Greg Binns, dit Big Papa Binns, a donné son premier concert à La Galicienne, à Malley, en promotion de la neuvième édition du Blues Rules Crissier Festival les premier et 2 juin prochains. © leMultimedia.info / Oreste Di Cristino

Le Blues Rules Festival revient pour une neuvième édition au Château de Crissier et, comme chaque année, le festival accueille autant de nouvelles figures que d’artistes locaux. Parmi les 16 artistes américains ayant survolé l’Atlantique, il y a Greg Binns, plus connu sous le nom de son one man band, Big Papa Binns. Il ne vient pas du Mississippi, mais de pas très loin; son juke joint situé à Hot Springs entre le Hill Country et Swamp en Arkansas. C’est donc un esprit de communion entre les deux rives du Mississippi River que Greg Binns viendra promouvoir à Crissier cette année. Rencontre.
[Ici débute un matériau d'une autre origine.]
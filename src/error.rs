//! Error types for routebeacon.

use thiserror::Error;

/// Errors surfaced at component boundaries.
#[derive(Debug, Error)]
pub enum Error {
    /// Create or Rename target collision in the index.
    #[error("domain already exists: {0}")]
    AlreadyExists(String),

    /// Delete or Rename source missing from the index.
    #[error("domain not found: {0}")]
    NotFound(String),

    /// Domain failed syntax validation at the API boundary.
    #[error("invalid domain name {name:?}: {reason}")]
    InvalidDomain {
        /// The rejected input.
        name: String,
        /// Why it was rejected.
        reason: String,
    },

    /// IO error (network, file, etc.)
    #[error("IO error: {0}")]
    Io(#[from] std::io::Error),

    /// DNS protocol error from message encoding or parsing.
    #[error("DNS protocol error: {0}")]
    Proto(#[from] hickory_proto::ProtoError),

    /// HTTP client error while fetching the bootstrap list.
    #[error("HTTP client error: {0}")]
    Http(#[from] reqwest::Error),

    /// Invalid configuration.
    #[error("invalid configuration: {0}")]
    Config(String),

    /// A BGP UPDATE could not be rendered into wire format.
    #[error("update encoding failed: {0}")]
    Encode(String),
}

impl Error {
    /// Shorthand for an [`Error::InvalidDomain`].
    pub fn invalid_domain(name: impl Into<String>, reason: impl Into<String>) -> Self {
        Self::InvalidDomain {
            name: name.into(),
            reason: reason.into(),
        }
    }
}
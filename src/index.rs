//! Reference-counted address index.
//!
//! The index is the single source of truth for which domains exist, which
//! addresses each domain currently resolves to, and how many domains hold
//! each address. Every mutation computes the incremental effect on the
//! process-wide address set and hands it to the broadcast hub as a
//! [`Delta`]; an address is announced while at least one domain holds it and
//! withdrawn only when the last holder lets go.

use std::collections::HashMap;
use std::net::Ipv4Addr;
use std::sync::Arc;

use async_trait::async_trait;
use chrono::{DateTime, Utc};
use parking_lot::RwLock;
use serde::Serialize;
use tracing::{debug, info, warn};

use crate::broadcast::{Delta, UpdateCause};
use crate::error::Error;
use crate::metrics;

/// Receiver for deltas emitted by index mutations.
///
/// Production wires this to the broadcast hub; tests substitute a recorder.
#[async_trait]
pub trait DeltaSink: Send + Sync {
    /// Accept one non-empty delta.
    async fn publish_delta(&self, delta: Delta);
}

/// One domain's freshly resolved answer set, produced by the resolver.
#[derive(Debug, Clone)]
pub struct PublishItem {
    /// The domain the answers belong to.
    pub domain: String,
    /// The domain's next refresh deadline.
    pub expire: DateTime<Utc>,
    /// Address to expiry for every answer seen this cycle.
    pub record: HashMap<Ipv4Addr, DateTime<Utc>>,
}

/// Read-only view of one indexed domain, for listings.
#[derive(Debug, Clone, Serialize)]
pub struct IndexEntry {
    /// The domain name.
    pub domain: String,
    /// The domain's current addresses, sorted ascending.
    pub record: Vec<Ipv4Addr>,
    /// When the domain next becomes due for re-resolution.
    pub expire: DateTime<Utc>,
}

#[derive(Debug)]
struct DomainEntry {
    /// Address to expiry; the authoritative per-domain answer set.
    addresses: HashMap<Ipv4Addr, DateTime<Utc>>,
    /// Refresh deadline for the domain itself.
    expire: DateTime<Utc>,
    /// Sorted copy of the address keys, kept in sync for cheap listing.
    record: Vec<Ipv4Addr>,
}

impl DomainEntry {
    fn empty() -> Self {
        Self {
            addresses: HashMap::new(),
            expire: DateTime::UNIX_EPOCH,
            record: Vec::new(),
        }
    }

    fn rebuild_snapshot(&mut self) {
        self.record = self.addresses.keys().copied().collect();
        self.record.sort_unstable();
    }
}

/// Canonical form used as the map key: lower-cased, no trailing dot.
fn canonical(domain: &str) -> String {
    domain.trim_end_matches('.').to_ascii_lowercase()
}

/// Drop one domain's hold on each of `addresses`, collecting the addresses
/// whose count reached zero.
fn release_addresses<'a>(
    ips: &mut HashMap<Ipv4Addr, usize>,
    addresses: impl Iterator<Item = &'a Ipv4Addr>,
    removed: &mut Vec<Ipv4Addr>,
) {
    for address in addresses {
        match ips.get_mut(address) {
            Some(count) if *count > 1 => *count -= 1,
            Some(_) => {
                ips.remove(address);
                removed.push(*address);
            }
            None => warn!(%address, "no refcount for held address"),
        }
    }
}

/// Domain-to-addresses map with a process-wide address refcount.
///
/// Mutations take the address lock exclusively for their full duration and
/// emit their delta only after releasing it, so the hub's channel can apply
/// backpressure without holding up readers. Reads take it in shared mode and
/// return consistent snapshots.
pub struct DomainIndex {
    // Lock order: `ips` before `domains` wherever both are held.
    ips: RwLock<HashMap<Ipv4Addr, usize>>,
    domains: RwLock<HashMap<String, DomainEntry>>,
    sink: Arc<dyn DeltaSink>,
}
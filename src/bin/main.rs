//! routebeacon binary entry point.

use clap::Parser;
use routebeacon::{bootstrap, telemetry, Config, Daemon};
use std::path::PathBuf;
use tokio_util::sync::CancellationToken;
use tracing::{error, info};

/// Announce DNS-resolved destinations as BGP /32 host routes.
#[derive(Parser, Debug)]
#[command(name = "routebeacon")]
#[command(version, about, long_about = None)]
struct Args {
    /// Path to configuration file (TOML).
    #[arg(short, long, default_value = "routebeacon.toml")]
    config: PathBuf,
}

#[tokio::main]
async fn main() -> Result<(), Box<dyn std::error::Error>> {
    let args = Args::parse();

    // Load configuration
    let config: Config = config::Config::builder()
        .add_source(config::File::from(args.config.clone()))
        .add_source(
            config::Environment::with_prefix("ROUTEBEACON")
                .separator("__")
                .try_parsing(true),
        )
        .build()?
        .try_deserialize()?;

    // Initialize telemetry
    telemetry::init(&config.telemetry).map_err(|e| e as Box<dyn std::error::Error>)?;

    info!(
        config_file = %args.config.display(),
        api = %config.api.address,
        dns_servers = config.dns.servers.len(),
        "starting routebeacon"
    );

    let domains = bootstrap::fetch(&config.bootstrap).await?;
    info!(domains = domains.len(), "bootstrap domain list ready");

    // Setup graceful shutdown
    let cancel = CancellationToken::new();
    let signal_cancel = cancel.clone();
    tokio::spawn(async move {
        if tokio::signal::ctrl_c().await.is_ok() {
            info!("interrupt received, shutting down");
            signal_cancel.cancel();
        }
    });

    let daemon = Daemon::new(config, domains)?;
    if let Err(err) = daemon.run(cancel).await {
        error!(%err, "daemon failed");
        return Err(err.into());
    }

    info!("routebeacon shutdown complete");
    Ok(())
}
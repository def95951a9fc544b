//! Telemetry setup for routebeacon.
//!
//! Tracing with configurable log levels, plus a Prometheus metrics endpoint
//! behind the `prometheus` feature.

use tracing_subscriber::layer::SubscriberExt;
use tracing_subscriber::util::SubscriberInitExt;
use tracing_subscriber::EnvFilter;

use crate::config::TelemetryConfig;

/// Initialize tracing and, when configured, the metrics exporter.
pub fn init(config: &TelemetryConfig) -> Result<(), Box<dyn std::error::Error + Send + Sync>> {
    let env_filter =
        EnvFilter::try_from_default_env().unwrap_or_else(|_| EnvFilter::new(&config.log_level));

    tracing_subscriber::registry()
        .with(env_filter)
        .with(tracing_subscriber::fmt::layer())
        .init();

    #[cfg(feature = "prometheus")]
    if let Some(addr) = config.prometheus_addr {
        start_prometheus_exporter(addr)?;
    }

    #[cfg(not(feature = "prometheus"))]
    if config.prometheus_addr.is_some() {
        tracing::warn!("prometheus_addr is set but the prometheus feature is not enabled");
    }

    Ok(())
}

/// Start the Prometheus metrics HTTP exporter.
#[cfg(feature = "prometheus")]
fn start_prometheus_exporter(
    addr: std::net::SocketAddr,
) -> Result<(), Box<dyn std::error::Error + Send + Sync>> {
    use metrics_exporter_prometheus::PrometheusBuilder;

    PrometheusBuilder::new()
        .with_http_listener(addr)
        .install()?;

    tracing::info!(%addr, "prometheus metrics exporter started");

    Ok(())
}
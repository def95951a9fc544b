//! BGP UPDATE wire encoding.
//!
//! Renders address deltas into UPDATE message bodies:
//!
//! ```text
//! +---------------+-----------------+------------------+------------------+---------+
//! | WithdrawnLen  | Withdrawn[]     | PathAttrLen      | PathAttr[]       | NLRI[]  |
//! | u16 BE        | prefix-encoded  | u16 BE           | attr-encoded     | prefix  |
//! +---------------+-----------------+------------------+------------------+---------+
//! ```
//!
//! Only IPv4 /32 host routes are produced. The 19-byte BGP message header is
//! the session layer's concern; this module emits bodies.

use bytes::{BufMut, BytesMut};
use std::net::Ipv4Addr;

use crate::error::Error;

/// Attribute flags: well-known, transitive.
const FLAG_WELL_KNOWN_TRANSITIVE: u8 = 0x40;

const ORIGIN_ATTR_TYPE: u8 = 1;
const AS_PATH_ATTR_TYPE: u8 = 2;
const NEXT_HOP_ATTR_TYPE: u8 = 3;
const LOCAL_PREF_ATTR_TYPE: u8 = 5;

/// AS_PATH segment type: ordered sequence.
const AS_SEQUENCE: u8 = 2;

/// Host route prefix length.
const HOST_PREFIX_BITS: u8 = 32;

/// Encoded size of one /32 prefix: length octet plus four address octets.
const HOST_PREFIX_LEN: usize = 5;

/// Largest UPDATE body handed to the session layer: the 4096-byte message
/// ceiling minus the fixed header it adds.
const MAX_BODY_LEN: usize = 4096 - 19;

/// End-of-RIB marker: an UPDATE with no withdrawn routes, no attributes and
/// no NLRI.
pub const END_OF_RIB: [u8; 4] = [0, 0, 0, 0];

/// ORIGIN attribute values.
#[derive(Debug, Clone, Copy, PartialEq, Eq)]
pub enum Origin {
    /// Learned from an interior protocol.
    Igp,
    /// Learned from an exterior protocol.
    Egp,
    /// Origin unknown.
    Incomplete,
}

impl Origin {
    /// Parse a configuration value ("igp", "egp", "incomplete").
    pub fn from_config(value: &str) -> Result<Self, Error> {
        match value.to_ascii_lowercase().as_str() {
            "igp" => Ok(Self::Igp),
            "egp" => Ok(Self::Egp),
            "incomplete" => Ok(Self::Incomplete),
            other => Err(Error::Config(format!("unknown origin {other:?}"))),
        }
    }

    fn code(self) -> u8 {
        match self {
            Self::Igp => 0,
            Self::Egp => 1,
            Self::Incomplete => 2,
        }
    }
}

/// The path attributes attached to every announced route.
#[derive(Debug, Clone)]
pub struct PathAttributes {
    /// ORIGIN attribute.
    pub origin: Origin,
    /// AS_PATH; empty for iBGP self-origination.
    pub as_path: Vec<u16>,
    /// NEXT_HOP address.
    pub next_hop: Ipv4Addr,
    /// LOCAL_PREF value.
    pub local_pref: u32,
}

impl PathAttributes {
    /// Render the attribute block.
    pub fn to_bytes(&self) -> Result<Vec<u8>, Error> {
        let mut buf = BytesMut::with_capacity(32);

        buf.put_u8(FLAG_WELL_KNOWN_TRANSITIVE);
        buf.put_u8(ORIGIN_ATTR_TYPE);
        buf.put_u8(1);
        buf.put_u8(self.origin.code());

        self.put_as_path(&mut buf)?;

        buf.put_u8(FLAG_WELL_KNOWN_TRANSITIVE);
        buf.put_u8(NEXT_HOP_ATTR_TYPE);
        buf.put_u8(4);
        buf.put_slice(&self.next_hop.octets());

        buf.put_u8(FLAG_WELL_KNOWN_TRANSITIVE);
        buf.put_u8(LOCAL_PREF_ATTR_TYPE);
        buf.put_u8(4);
        buf.put_u32(self.local_pref);

        Ok(buf.to_vec())
    }

    fn put_as_path(&self, buf: &mut BytesMut) -> Result<(), Error> {
        if self.as_path.is_empty() {
            buf.put_u8(FLAG_WELL_KNOWN_TRANSITIVE);
            buf.put_u8(AS_PATH_ATTR_TYPE);
            buf.put_u8(0);
            return Ok(());
        }

        // Segment header plus two octets per ASN must fit the one-octet
        // attribute length.
        let value_len = 2 + self.as_path.len() * 2;
        if value_len > u8::MAX as usize {
            return Err(Error::Encode(format!(
                "AS_PATH of {} ASNs does not fit a single segment",
                self.as_path.len()
            )));
        }

        buf.put_u8(FLAG_WELL_KNOWN_TRANSITIVE);
        buf.put_u8(AS_PATH_ATTR_TYPE);
        buf.put_u8(value_len as u8);
        buf.put_u8(AS_SEQUENCE);
        buf.put_u8(self.as_path.len() as u8);
        for asn in &self.as_path {
            buf.put_u16(*asn);
        }

        Ok(())
    }
}

fn put_host_prefix(buf: &mut BytesMut, address: Ipv4Addr) {
    buf.put_u8(HOST_PREFIX_BITS);
    buf.put_slice(&address.octets());
}

fn build_frame(withdrawn: &[Ipv4Addr], nlri: &[Ipv4Addr], attrs: &[u8]) -> Vec<u8> {
    let mut buf = BytesMut::with_capacity(
        4 + attrs.len() + HOST_PREFIX_LEN * (withdrawn.len() + nlri.len()),
    );

    buf.put_u16((withdrawn.len() * HOST_PREFIX_LEN) as u16);
    for address in withdrawn {
        put_host_prefix(&mut buf, *address);
    }

    buf.put_u16(attrs.len() as u16);
    buf.put_slice(attrs);

    for address in nlri {
        put_host_prefix(&mut buf, *address);
    }

    buf.to_vec()
}

/// Encode a delta into UPDATE bodies, splitting across frames so no body
/// exceeds the message ceiling. Withdrawals fill frames first, then NLRI;
/// every frame carries the full attribute block. An empty delta yields no
/// frames.
pub fn encode_delta(
    to_add: &[Ipv4Addr],
    to_remove: &[Ipv4Addr],
    attrs: &PathAttributes,
) -> Result<Vec<Vec<u8>>, Error> {
    if to_add.is_empty() && to_remove.is_empty() {
        return Ok(Vec::new());
    }

    let attr_bytes = attrs.to_bytes()?;
    let per_frame = (MAX_BODY_LEN - 4 - attr_bytes.len()) / HOST_PREFIX_LEN;
    debug_assert!(per_frame > 0);

    let mut removes = to_remove;
    let mut adds = to_add;
    let mut frames = Vec::new();

    while !removes.is_empty() || !adds.is_empty() {
        let withdrawn_count = removes.len().min(per_frame);
        let (withdrawn, rest) = removes.split_at(withdrawn_count);
        removes = rest;

        let nlri_count = adds.len().min(per_frame - withdrawn_count);
        let (nlri, rest) = adds.split_at(nlri_count);
        adds = rest;

        frames.push(build_frame(withdrawn, nlri, &attr_bytes));
    }

    Ok(frames)
}
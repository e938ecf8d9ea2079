//! Stateless session credentials (HS256 JWT).
//!
//! A credential is verified by signature and expiry alone; no record of
//! issued credentials is kept.

use std::fmt;

use chrono::Utc;
use jsonwebtoken::{Algorithm, DecodingKey, EncodingKey, Header, Validation};
use serde::{Deserialize, Serialize};
use taskhub_core::identity::SessionIdentity;
use taskhub_core::types::Role;
use uuid::Uuid;

use crate::error::SessionError;

/// Session validity window, in seconds.
pub const SESSION_TTL_SECS: i64 = 86_400;

/// Claims embedded in every session credential.
#[derive(Debug, Clone, PartialEq, Eq, Serialize, Deserialize)]
pub struct SessionClaims {
    /// The identity's durable key.
    pub sub: Uuid,
    /// The external identifier the identity is bound to.
    pub ext: i64,
    /// Role at issuance.
    pub role: Role,
    /// Issued-at (Unix seconds).
    pub iat: i64,
    /// Expiry (Unix seconds).
    pub exp: i64,
}

/// A minted credential. Ownership passes entirely to the caller.
#[derive(Clone, PartialEq, Eq)]
pub struct SessionCredential {
    /// The identity this credential is bound to.
    pub subject_id: Uuid,
    /// Expiry (Unix seconds).
    pub expires_at: i64,
    token: String,
}

impl SessionCredential {
    /// The signed bearer token.
    #[must_use]
    pub fn token(&self) -> &str {
        &self.token
    }

    /// Consume the credential, returning the bearer token.
    #[must_use]
    pub fn into_token(self) -> String {
        self.token
    }
}

impl fmt::Debug for SessionCredential {
    fn fmt(&self, f: &mut fmt::Formatter<'_>) -> fmt::Result {
        f.debug_struct("SessionCredential")
            .field("subject_id", &self.subject_id)
            .field("expires_at", &self.expires_at)
            .field("token", &"<redacted>")
            .finish()
    }
}

/// Mints and checks session credentials with the server-held secret.
#[derive(Clone)]
pub struct SessionSigner {
    encoding: EncodingKey,
    decoding: DecodingKey,
    ttl: i64,
}

impl SessionSigner {
    /// Build a signer with the default 24 h validity window.
    ///
    /// # Errors
    ///
    /// Returns [`SessionError::MissingKey`] if `secret` is empty.
    pub fn new(secret: &[u8]) -> Result<Self, SessionError> {
        if secret.is_empty() {
            return Err(SessionError::MissingKey);
        }
        Ok(Self {
            encoding: EncodingKey::from_secret(secret),
            decoding: DecodingKey::from_secret(secret),
            ttl: SESSION_TTL_SECS,
        })
    }

    /// Replace the validity window.
    #[must_use]
    pub fn with_ttl(mut self, ttl_secs: i64) -> Self {
        self.ttl = ttl_secs;
        self
    }

    /// Mint a credential for `identity`, valid until `now + ttl`.
    ///
    /// # Errors
    ///
    /// Returns [`SessionError::Encode`] if the token cannot be encoded.
    pub fn mint(
        &self,
        identity: &SessionIdentity,
        now: i64,
    ) -> Result<SessionCredential, SessionError> {
        let claims = SessionClaims {
            sub: identity.subject_id,
            ext: identity.external_id.get(),
            role: identity.role,
            iat: now,
            exp: now + self.ttl,
        };
        let token = jsonwebtoken::encode(&Header::new(Algorithm::HS256), &claims, &self.encoding)
            .map_err(SessionError::Encode)?;
        Ok(SessionCredential {
            subject_id: claims.sub,
            expires_at: claims.exp,
            token,
        })
    }

    /// Check `token` against the current clock.
    ///
    /// # Errors
    ///
    /// See [`SessionSigner::verify_at`].
    pub fn verify(&self, token: &str) -> Result<SessionClaims, SessionError> {
        self.verify_at(token, Utc::now().timestamp())
    }

    /// Check signature and expiry of `token` as of Unix time `now`.
    ///
    /// # Errors
    ///
    /// Returns [`SessionError::Invalid`] if the token is malformed or the
    /// signature does not verify, [`SessionError::Expired`] if `now` is past
    /// its `exp`.
    pub fn verify_at(&self, token: &str, now: i64) -> Result<SessionClaims, SessionError> {
        let mut validation = Validation::new(Algorithm::HS256);
        validation.validate_exp = false;
        validation.leeway = 0;
        validation.set_required_spec_claims(&["exp", "sub"]);
        let claims = jsonwebtoken::decode::<SessionClaims>(token, &self.decoding, &validation)
            .map_err(SessionError::Invalid)?
            .claims;
        if now > claims.exp {
            return Err(SessionError::Expired);
        }
        Ok(claims)
    }
}

impl fmt::Debug for SessionSigner {
    fn fmt(&self, f: &mut fmt::Formatter<'_>) -> fmt::Result {
        f.debug_struct("SessionSigner")
            .field("ttl", &self.ttl)
            .finish_non_exhaustive()
    }
}
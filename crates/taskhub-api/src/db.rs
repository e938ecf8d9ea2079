//! Database connection pool initialisation and the `PostgreSQL` identity store.

use async_trait::async_trait;
use chrono::{DateTime, Utc};
use sqlx::PgPool;
use taskhub_auth::error::StoreError;
use taskhub_auth::store::{IdentityStore, Provisioned};
use taskhub_core::identity::SessionIdentity;
use taskhub_core::types::{DisplayName, ExternalId, Role};
use thiserror::Error;
use uuid::Uuid;

/// Errors that can occur during database initialisation.
#[derive(Debug, Error)]
pub enum DbError {
    /// SQLx returned an error connecting or migrating.
    #[error("database error: {0}")]
    Sqlx(#[from] sqlx::Error),
    /// Migration error.
    #[error("migration error: {0}")]
    Migrate(#[from] sqlx::migrate::MigrateError),
}

/// Create a connection pool and run pending migrations.
///
/// # Errors
///
/// Returns [`DbError`] if the pool cannot be created or migrations fail.
pub async fn connect_and_migrate(database_url: &str) -> Result<PgPool, DbError> {
    let pool = PgPool::connect(database_url).await?;
    sqlx::migrate!("./migrations").run(&pool).await?;
    Ok(pool)
}

#[derive(Debug, sqlx::FromRow)]
struct IdentityRow {
    subject_id: Uuid,
    external_id: i64,
    display_name: Option<String>,
    role_id: String,
    balance: i64,
    created_at: DateTime<Utc>,
}

impl TryFrom<IdentityRow> for SessionIdentity {
    type Error = StoreError;

    fn try_from(row: IdentityRow) -> Result<Self, Self::Error> {
        Ok(Self {
            subject_id: row.subject_id,
            external_id: ExternalId::new(row.external_id)
                .map_err(|e| StoreError::Corrupt(e.to_string()))?,
            display_name: row
                .display_name
                .as_deref()
                .map(DisplayName::new)
                .transpose()
                .map_err(|e| StoreError::Corrupt(e.to_string()))?,
            role: row
                .role_id
                .parse::<Role>()
                .map_err(|e| StoreError::Corrupt(e.to_string()))?,
            balance: row.balance,
            created_at: row.created_at,
        })
    }
}

fn unavailable(e: &sqlx::Error) -> StoreError {
    StoreError::Unavailable(e.to_string())
}

/// [`IdentityStore`] backed by the `identities` table.
///
/// Uniqueness of `external_id` is enforced by the table constraint; an
/// insert that loses a race is resolved by reading the winner's row.
#[derive(Debug, Clone)]
pub struct PgIdentityStore {
    pool: PgPool,
}

impl PgIdentityStore {
    /// Wrap an existing pool.
    #[must_use]
    pub fn new(pool: PgPool) -> Self {
        Self { pool }
    }
}

#[async_trait]
impl IdentityStore for PgIdentityStore {
    async fn find_by_external_id(&self, id: ExternalId) -> Result<Option<SessionIdentity>, StoreError> {
        sqlx::query_as::<_, IdentityRow>(
            "SELECT subject_id, external_id, display_name, role_id, balance, created_at
             FROM identities WHERE external_id = $1",
        )
        .bind(id.get())
        .fetch_optional(&self.pool)
        .await
        .map_err(|e| unavailable(&e))?
        .map(SessionIdentity::try_from)
        .transpose()
    }

    async fn create_identity(
        &self,
        id: ExternalId,
        display_name: Option<&DisplayName>,
        role: Role,
    ) -> Result<Provisioned, StoreError> {
        let inserted = sqlx::query_as::<_, IdentityRow>(
            "INSERT INTO identities (subject_id, external_id, display_name, role_id)
             VALUES ($1, $2, $3, $4)
             ON CONFLICT (external_id) DO NOTHING
             RETURNING subject_id, external_id, display_name, role_id, balance, created_at",
        )
        .bind(Uuid::new_v4())
        .bind(id.get())
        .bind(display_name.map(DisplayName::as_str))
        .bind(role.as_str())
        .fetch_optional(&self.pool)
        .await
        .map_err(|e| unavailable(&e))?;

        if let Some(row) = inserted {
            return Ok(Provisioned {
                identity: SessionIdentity::try_from(row)?,
                created: true,
            });
        }
        // lost the race: the winner's row is authoritative
        let identity = self.find_by_external_id(id).await?.ok_or_else(|| {
            StoreError::Corrupt(format!("identity {id} conflicted but cannot be read"))
        })?;
        Ok(Provisioned {
            identity,
            created: false,
        })
    }

    async fn find_by_subject(&self, subject_id: Uuid) -> Result<Option<SessionIdentity>, StoreError> {
        sqlx::query_as::<_, IdentityRow>(
            "SELECT subject_id, external_id, display_name, role_id, balance, created_at
             FROM identities WHERE subject_id = $1",
        )
        .bind(subject_id)
        .fetch_optional(&self.pool)
        .await
        .map_err(|e| unavailable(&e))?
        .map(SessionIdentity::try_from)
        .transpose()
    }

    async fn update_display_name(
        &self,
        subject_id: Uuid,
        display_name: Option<&DisplayName>,
    ) -> Result<Option<SessionIdentity>, StoreError> {
        sqlx::query_as::<_, IdentityRow>(
            "UPDATE identities SET display_name = $2
             WHERE subject_id = $1
             RETURNING subject_id, external_id, display_name, role_id, balance, created_at",
        )
        .bind(subject_id)
        .bind(display_name.map(DisplayName::as_str))
        .fetch_optional(&self.pool)
        .await
        .map_err(|e| unavailable(&e))?
        .map(SessionIdentity::try_from)
        .transpose()
    }
}

#[cfg(test)]
mod tests {
    use super::*;

    fn row(role_id: &str, external_id: i64) -> IdentityRow {
        IdentityRow {
            subject_id: Uuid::new_v4(),
            external_id,
            display_name: Some("alice".to_owned()),
            role_id: role_id.to_owned(),
            balance: 0,
            created_at: Utc::now(),
        }
    }

    #[test]
    fn row_maps_onto_identity() {
        let identity = SessionIdentity::try_from(row("manager", 42)).unwrap();
        assert_eq!(identity.role, Role::Manager);
        assert_eq!(identity.external_id.get(), 42);
    }

    #[test]
    fn unknown_role_is_corrupt() {
        assert!(matches!(
            SessionIdentity::try_from(row("admin", 42)),
            Err(StoreError::Corrupt(_))
        ));
    }

    #[test]
    fn stored_display_name_is_validated() {
        let identity = SessionIdentity::try_from(row("executor", 42)).unwrap();
        assert_eq!(identity.display_name.as_ref().map(DisplayName::as_str), Some("alice"));

        let mut blank = row("executor", 42);
        blank.display_name = Some("   ".to_owned());
        assert!(matches!(
            SessionIdentity::try_from(blank),
            Err(StoreError::Corrupt(_))
        ));

        let mut absent = row("executor", 42);
        absent.display_name = None;
        assert!(SessionIdentity::try_from(absent).unwrap().display_name.is_none());
    }

    #[test]
    fn non_positive_external_id_is_corrupt() {
        assert!(matches!(
            SessionIdentity::try_from(row("executor", 0)),
            Err(StoreError::Corrupt(_))
        ));
    }
}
Le Crississippi est un lieu bien connu des bluesmen du centre-sud des États-Unis. Du moins, depuis Clarksdale dans le Mississippi à Hot Springs dans le compté de Garland en Arkansas, nombreux sont les musiciens bercés par la religion du blues, et parmi ceux-ci, nombreux sont aussi déjà venus se ressourcer dans un coin de Suisse parmi les plus américanisés qui existent. Crissier est devenu, en huit ans, un lieu de pèlerinage pour certains, de supplique pour d’autres. C’est une nouvelle inspiration, une nouvelle expérience que bon nombre d’artistes sont venus chercher en traversant l’Atlantique. Et, à coup sûr, ils n’en repartent jamais déçus. Greg Binns fait partie de ceux qui découvriront pour la première fois le jardin du Château de Crissier. “Habitué” de l’Europe, pour y avoir longuement tourné à deux reprises en compagnie de son regretté ami Cedell Davis, mort en septembre dernier, “Big Papa Binns” a pris goût des longs voyages, inspirés par ses pairs: « Nous avons assurés avec Cedell de nombreux shows sur le Delta du Mississippi. Et je me souviens, un jour, il m’a dit qu’il souhaitait jouer une fois à Paris avant qu’il ne meure. Et pourtant, l’on ne connaissait rien de l’Europe. Alors je suis allé auprès de Scott H. Biram [ndlr, un bluesman bien connu du Blues Rules, originaire de Lockhart au Texas et qui a longuement voyagé en Europe centrale et au Royaume-Uni depuis 2005], et je lui ai dit, à l’époque, que nous irions tous les deux avec Cedell jouer à Paris. Et c’était fou; nous avons tourné en Belgique, dans toute la France, au-delà de Paris, en Suisse et même jusqu’en Croatie et Serbie. »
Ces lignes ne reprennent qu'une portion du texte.